EXERCISE:
Look through the listing below and report how many lines contain "usize", as a bare number.

EXERCISE INPUT:
*** Begin section ***

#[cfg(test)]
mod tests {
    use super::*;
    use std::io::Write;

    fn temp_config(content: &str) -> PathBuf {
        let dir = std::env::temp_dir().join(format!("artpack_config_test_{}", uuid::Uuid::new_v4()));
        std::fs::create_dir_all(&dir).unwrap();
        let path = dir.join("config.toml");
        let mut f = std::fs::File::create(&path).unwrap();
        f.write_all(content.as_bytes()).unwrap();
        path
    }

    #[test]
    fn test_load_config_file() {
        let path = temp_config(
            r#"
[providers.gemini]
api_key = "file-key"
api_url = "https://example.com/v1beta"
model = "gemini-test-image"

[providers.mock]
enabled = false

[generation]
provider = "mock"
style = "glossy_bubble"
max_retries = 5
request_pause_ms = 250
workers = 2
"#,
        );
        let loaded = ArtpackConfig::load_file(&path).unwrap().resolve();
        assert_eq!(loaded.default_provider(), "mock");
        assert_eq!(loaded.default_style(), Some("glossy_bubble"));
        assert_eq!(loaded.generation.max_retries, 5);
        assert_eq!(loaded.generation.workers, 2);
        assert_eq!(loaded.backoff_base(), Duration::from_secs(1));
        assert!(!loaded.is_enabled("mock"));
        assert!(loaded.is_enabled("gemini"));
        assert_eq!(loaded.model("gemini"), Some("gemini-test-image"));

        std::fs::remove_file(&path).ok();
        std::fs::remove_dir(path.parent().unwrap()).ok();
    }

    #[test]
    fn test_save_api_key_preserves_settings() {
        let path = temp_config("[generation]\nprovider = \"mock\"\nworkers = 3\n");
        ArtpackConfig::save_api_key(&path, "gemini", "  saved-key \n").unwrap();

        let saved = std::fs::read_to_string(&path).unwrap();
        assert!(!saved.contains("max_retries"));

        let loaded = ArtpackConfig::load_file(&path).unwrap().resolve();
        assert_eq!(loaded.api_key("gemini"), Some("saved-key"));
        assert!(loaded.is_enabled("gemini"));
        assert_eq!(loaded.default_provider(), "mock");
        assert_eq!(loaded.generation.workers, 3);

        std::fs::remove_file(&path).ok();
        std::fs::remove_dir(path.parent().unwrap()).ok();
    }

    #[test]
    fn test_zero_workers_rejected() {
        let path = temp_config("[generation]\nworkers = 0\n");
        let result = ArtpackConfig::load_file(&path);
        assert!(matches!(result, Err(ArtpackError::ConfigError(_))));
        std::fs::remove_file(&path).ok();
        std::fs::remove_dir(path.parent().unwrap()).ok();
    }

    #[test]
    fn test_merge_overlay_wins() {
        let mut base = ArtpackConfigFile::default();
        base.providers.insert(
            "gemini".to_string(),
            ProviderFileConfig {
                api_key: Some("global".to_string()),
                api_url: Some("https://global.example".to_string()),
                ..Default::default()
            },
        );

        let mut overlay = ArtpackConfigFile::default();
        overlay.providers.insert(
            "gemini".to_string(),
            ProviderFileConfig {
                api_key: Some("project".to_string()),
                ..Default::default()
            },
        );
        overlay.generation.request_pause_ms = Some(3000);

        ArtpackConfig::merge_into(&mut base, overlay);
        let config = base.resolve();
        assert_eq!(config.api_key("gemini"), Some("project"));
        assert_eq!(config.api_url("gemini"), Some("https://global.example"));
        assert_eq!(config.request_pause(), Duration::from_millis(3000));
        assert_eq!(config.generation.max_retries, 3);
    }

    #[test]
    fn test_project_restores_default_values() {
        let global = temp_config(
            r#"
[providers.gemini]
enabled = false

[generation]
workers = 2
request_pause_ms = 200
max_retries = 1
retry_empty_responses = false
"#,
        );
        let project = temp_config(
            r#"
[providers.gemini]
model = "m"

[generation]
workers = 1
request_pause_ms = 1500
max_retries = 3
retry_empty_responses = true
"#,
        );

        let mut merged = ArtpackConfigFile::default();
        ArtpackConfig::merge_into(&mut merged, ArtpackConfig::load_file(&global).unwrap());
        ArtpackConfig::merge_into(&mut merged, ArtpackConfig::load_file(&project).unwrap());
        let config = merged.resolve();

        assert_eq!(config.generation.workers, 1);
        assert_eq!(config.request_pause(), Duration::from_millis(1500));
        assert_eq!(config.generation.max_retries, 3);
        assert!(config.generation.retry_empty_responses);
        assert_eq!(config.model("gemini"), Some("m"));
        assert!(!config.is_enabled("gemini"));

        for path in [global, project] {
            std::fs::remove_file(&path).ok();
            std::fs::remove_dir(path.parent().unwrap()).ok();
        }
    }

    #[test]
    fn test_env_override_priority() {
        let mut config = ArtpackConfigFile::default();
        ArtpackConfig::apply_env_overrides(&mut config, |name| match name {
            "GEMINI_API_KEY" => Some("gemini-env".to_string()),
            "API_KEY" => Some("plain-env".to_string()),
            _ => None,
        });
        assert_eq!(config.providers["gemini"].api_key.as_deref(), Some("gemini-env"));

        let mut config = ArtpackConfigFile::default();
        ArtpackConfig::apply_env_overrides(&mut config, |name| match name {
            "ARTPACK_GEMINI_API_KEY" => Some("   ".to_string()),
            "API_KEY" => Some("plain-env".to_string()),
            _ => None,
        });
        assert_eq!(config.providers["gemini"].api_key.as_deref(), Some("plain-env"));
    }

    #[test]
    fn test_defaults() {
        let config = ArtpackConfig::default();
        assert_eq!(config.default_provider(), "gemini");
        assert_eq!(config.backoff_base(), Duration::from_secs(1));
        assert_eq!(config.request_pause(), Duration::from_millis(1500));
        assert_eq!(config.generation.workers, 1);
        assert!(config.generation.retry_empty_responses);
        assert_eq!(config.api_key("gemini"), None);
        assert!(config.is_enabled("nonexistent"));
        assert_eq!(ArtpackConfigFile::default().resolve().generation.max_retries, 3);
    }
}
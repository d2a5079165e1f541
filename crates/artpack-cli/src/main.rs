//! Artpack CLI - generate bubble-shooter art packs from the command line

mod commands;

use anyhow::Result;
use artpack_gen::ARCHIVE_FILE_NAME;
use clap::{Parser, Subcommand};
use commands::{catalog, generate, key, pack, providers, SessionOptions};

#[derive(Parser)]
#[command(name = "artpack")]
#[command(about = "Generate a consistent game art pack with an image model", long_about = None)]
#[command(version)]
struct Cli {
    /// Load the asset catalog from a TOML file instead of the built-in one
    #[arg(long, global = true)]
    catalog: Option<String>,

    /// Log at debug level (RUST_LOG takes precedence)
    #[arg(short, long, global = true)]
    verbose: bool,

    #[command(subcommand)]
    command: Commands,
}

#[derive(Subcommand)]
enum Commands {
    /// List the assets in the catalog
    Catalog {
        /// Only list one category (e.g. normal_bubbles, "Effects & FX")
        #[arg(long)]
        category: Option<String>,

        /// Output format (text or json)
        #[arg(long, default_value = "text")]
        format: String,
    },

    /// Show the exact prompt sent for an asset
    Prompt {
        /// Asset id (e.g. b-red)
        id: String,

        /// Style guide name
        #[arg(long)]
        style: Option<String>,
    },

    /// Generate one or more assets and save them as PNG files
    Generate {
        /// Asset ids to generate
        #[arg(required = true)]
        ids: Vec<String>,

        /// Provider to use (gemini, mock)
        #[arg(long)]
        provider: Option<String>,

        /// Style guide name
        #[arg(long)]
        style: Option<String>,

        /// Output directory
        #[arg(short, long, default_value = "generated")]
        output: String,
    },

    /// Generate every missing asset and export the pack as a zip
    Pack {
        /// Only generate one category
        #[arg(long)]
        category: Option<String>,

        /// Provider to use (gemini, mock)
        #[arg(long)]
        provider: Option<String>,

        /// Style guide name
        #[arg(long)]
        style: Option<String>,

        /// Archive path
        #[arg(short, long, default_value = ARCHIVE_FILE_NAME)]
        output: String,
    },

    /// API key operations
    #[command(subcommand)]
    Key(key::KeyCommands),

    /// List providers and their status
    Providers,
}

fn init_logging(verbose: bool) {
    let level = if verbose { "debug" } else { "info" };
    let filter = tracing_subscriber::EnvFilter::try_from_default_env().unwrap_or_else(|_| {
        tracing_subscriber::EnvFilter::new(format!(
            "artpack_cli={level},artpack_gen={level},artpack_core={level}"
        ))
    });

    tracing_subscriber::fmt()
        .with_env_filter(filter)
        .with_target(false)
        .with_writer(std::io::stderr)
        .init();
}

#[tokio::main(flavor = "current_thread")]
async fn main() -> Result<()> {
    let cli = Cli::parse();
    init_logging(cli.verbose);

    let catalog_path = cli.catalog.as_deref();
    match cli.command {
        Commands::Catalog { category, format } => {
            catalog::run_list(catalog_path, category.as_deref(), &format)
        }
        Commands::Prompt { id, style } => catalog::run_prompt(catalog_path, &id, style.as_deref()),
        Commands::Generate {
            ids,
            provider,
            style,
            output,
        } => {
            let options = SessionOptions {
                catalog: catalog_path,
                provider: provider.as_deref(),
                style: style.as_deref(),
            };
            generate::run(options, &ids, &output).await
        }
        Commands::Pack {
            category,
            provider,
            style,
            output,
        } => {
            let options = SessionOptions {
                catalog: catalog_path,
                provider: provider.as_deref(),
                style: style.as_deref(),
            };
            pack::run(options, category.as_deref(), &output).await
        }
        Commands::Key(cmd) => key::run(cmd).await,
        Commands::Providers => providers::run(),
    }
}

*** End section ***
*** Begin section ***

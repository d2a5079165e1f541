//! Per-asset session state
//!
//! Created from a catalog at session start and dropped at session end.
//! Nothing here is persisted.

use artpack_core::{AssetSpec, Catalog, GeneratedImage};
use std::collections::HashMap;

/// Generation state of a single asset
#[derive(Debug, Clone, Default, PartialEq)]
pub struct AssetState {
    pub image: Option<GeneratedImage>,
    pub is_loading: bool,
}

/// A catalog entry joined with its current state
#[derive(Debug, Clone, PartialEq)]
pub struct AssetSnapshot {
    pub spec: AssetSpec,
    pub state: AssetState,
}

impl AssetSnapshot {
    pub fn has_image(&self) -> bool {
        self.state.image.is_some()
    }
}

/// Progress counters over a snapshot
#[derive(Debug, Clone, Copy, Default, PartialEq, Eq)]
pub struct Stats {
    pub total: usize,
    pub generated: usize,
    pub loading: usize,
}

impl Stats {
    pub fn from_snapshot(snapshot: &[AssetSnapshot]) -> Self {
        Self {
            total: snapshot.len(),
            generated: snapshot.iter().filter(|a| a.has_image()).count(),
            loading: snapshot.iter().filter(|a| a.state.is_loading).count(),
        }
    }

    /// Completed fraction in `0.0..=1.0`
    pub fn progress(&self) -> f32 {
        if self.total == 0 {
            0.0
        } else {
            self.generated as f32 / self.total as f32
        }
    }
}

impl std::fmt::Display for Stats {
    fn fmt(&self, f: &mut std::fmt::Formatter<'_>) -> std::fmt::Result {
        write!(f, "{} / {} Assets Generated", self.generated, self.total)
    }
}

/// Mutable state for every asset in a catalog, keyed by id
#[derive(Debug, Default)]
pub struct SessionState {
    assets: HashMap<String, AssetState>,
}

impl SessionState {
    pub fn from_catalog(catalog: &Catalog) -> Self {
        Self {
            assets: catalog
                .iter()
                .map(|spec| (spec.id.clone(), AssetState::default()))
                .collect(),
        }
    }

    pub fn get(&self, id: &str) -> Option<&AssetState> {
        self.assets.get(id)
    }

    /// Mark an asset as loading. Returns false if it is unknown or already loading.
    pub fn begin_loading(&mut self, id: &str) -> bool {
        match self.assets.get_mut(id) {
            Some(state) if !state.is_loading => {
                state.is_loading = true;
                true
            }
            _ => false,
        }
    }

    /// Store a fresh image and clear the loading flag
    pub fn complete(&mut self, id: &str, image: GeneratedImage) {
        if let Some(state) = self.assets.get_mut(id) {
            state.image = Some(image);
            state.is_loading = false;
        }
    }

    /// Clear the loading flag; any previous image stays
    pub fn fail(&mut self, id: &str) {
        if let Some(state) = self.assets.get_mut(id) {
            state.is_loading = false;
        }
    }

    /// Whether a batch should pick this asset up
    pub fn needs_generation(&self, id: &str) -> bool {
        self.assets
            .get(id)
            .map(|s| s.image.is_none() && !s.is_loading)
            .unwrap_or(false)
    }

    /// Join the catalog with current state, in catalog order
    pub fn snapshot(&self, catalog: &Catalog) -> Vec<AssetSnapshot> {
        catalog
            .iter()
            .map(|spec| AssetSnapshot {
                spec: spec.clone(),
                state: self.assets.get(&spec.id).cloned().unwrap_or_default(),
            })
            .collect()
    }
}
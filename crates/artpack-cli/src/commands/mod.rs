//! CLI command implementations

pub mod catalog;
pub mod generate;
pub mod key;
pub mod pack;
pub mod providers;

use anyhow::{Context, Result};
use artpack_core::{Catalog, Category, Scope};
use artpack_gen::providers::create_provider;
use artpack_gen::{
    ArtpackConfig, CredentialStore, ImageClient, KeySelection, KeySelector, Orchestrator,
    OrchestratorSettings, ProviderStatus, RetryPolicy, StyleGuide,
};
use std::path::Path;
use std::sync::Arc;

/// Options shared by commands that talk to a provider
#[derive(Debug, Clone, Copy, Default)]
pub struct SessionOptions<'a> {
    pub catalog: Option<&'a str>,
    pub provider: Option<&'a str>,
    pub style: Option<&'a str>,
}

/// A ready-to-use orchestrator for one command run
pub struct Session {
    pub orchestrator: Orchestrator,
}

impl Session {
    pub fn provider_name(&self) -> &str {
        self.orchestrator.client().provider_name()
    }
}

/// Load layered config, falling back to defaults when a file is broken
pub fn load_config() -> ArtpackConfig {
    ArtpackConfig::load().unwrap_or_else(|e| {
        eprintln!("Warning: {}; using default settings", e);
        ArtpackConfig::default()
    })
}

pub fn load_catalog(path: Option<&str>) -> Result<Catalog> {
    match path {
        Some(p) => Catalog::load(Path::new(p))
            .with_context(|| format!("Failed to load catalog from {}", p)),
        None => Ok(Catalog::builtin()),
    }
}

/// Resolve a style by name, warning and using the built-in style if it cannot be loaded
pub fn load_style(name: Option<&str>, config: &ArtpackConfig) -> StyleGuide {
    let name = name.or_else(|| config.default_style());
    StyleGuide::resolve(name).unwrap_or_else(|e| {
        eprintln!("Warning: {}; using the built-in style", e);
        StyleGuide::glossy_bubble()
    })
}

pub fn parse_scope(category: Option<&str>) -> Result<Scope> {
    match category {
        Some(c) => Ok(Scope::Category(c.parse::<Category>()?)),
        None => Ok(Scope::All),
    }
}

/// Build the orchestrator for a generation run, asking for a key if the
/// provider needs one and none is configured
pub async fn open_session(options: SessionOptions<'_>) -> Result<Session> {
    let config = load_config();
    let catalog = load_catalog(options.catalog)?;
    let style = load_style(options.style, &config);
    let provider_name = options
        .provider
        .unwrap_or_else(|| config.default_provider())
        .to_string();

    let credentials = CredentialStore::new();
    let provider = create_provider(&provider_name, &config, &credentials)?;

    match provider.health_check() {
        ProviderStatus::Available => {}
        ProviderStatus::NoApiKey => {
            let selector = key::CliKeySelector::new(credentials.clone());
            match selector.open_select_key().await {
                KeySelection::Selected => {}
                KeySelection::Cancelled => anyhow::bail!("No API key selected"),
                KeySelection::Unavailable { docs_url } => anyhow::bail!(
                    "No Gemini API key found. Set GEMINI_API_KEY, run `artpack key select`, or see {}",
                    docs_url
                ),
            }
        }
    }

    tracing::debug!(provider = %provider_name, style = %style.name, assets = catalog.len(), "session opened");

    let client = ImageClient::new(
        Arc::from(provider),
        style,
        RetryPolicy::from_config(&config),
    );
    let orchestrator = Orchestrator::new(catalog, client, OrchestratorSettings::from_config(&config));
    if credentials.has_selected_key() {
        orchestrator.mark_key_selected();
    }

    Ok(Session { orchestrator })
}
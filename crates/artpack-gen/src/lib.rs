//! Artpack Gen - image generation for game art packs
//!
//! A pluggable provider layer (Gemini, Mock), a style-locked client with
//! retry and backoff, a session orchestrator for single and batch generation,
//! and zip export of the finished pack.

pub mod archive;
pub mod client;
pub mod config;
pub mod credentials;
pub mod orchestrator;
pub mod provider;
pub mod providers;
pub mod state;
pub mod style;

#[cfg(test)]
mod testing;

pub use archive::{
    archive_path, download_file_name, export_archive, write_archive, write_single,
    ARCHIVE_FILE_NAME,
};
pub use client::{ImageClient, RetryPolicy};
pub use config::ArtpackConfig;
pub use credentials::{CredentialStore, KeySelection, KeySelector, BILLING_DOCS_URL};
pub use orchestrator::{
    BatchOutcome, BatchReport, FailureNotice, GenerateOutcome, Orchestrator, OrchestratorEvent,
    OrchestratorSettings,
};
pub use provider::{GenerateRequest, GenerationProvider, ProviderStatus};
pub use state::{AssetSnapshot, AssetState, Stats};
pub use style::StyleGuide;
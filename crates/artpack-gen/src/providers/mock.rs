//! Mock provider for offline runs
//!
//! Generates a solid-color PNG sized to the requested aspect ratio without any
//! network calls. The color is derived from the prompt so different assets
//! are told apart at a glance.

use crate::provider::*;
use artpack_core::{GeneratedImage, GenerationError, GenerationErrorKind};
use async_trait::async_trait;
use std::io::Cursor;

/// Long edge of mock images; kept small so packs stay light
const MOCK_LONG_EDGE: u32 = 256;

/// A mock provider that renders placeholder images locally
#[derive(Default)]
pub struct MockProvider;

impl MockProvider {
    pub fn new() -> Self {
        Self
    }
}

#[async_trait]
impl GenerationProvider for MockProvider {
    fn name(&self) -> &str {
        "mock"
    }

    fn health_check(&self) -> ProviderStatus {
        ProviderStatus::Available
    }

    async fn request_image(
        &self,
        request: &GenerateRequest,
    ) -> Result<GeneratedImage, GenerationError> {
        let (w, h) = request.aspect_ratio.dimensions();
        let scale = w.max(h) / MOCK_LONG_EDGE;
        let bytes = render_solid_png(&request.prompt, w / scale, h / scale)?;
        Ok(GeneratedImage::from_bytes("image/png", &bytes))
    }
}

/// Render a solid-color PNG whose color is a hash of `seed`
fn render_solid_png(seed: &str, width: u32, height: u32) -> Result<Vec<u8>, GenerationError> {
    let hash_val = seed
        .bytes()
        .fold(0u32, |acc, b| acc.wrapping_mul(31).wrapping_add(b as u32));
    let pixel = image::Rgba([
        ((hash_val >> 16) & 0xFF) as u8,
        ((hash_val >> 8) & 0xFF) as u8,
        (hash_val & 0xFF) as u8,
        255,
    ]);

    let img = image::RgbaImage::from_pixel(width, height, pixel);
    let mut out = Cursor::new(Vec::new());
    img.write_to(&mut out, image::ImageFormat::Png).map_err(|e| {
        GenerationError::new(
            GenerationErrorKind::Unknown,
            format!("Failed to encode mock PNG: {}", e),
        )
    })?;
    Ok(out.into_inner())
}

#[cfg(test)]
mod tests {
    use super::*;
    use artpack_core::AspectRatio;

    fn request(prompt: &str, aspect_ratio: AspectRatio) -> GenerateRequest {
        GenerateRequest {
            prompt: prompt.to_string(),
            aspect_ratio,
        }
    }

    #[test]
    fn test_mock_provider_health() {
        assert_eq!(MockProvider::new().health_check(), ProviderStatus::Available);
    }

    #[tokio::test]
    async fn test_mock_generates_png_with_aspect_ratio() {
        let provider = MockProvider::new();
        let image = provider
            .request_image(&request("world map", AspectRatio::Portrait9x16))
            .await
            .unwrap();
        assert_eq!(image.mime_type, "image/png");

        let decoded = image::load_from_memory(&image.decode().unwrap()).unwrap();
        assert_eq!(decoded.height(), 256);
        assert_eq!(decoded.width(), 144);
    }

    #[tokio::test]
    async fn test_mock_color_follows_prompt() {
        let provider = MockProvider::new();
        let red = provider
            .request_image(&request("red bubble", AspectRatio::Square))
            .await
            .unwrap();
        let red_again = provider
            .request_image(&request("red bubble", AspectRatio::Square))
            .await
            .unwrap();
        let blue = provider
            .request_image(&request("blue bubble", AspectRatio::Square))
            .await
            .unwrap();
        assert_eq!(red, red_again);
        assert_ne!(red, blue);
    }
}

*** End section ***
*** Begin section ***

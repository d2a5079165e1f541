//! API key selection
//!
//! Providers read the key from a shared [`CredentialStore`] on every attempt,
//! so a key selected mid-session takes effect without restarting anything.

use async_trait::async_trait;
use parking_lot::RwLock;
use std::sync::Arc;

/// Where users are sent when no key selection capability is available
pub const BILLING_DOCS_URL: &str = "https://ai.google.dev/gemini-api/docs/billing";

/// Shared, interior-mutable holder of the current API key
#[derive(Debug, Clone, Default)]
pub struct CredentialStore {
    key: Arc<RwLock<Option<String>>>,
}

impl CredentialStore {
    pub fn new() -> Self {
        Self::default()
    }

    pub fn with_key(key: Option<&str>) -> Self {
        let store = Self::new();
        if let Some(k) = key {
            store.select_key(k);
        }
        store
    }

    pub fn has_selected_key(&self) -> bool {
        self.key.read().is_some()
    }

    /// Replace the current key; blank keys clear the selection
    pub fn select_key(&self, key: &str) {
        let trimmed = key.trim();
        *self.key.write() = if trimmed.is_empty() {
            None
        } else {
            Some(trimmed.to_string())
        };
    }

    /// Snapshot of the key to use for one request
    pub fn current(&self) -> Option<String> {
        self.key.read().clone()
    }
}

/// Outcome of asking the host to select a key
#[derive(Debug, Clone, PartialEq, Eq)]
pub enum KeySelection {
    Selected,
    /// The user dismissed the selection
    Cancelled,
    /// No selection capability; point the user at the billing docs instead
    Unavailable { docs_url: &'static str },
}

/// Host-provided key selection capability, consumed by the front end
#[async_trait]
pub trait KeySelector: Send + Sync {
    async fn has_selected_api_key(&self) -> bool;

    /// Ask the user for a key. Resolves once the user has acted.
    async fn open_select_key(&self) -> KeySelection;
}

*** End section ***

RESPONSE BELOW:
3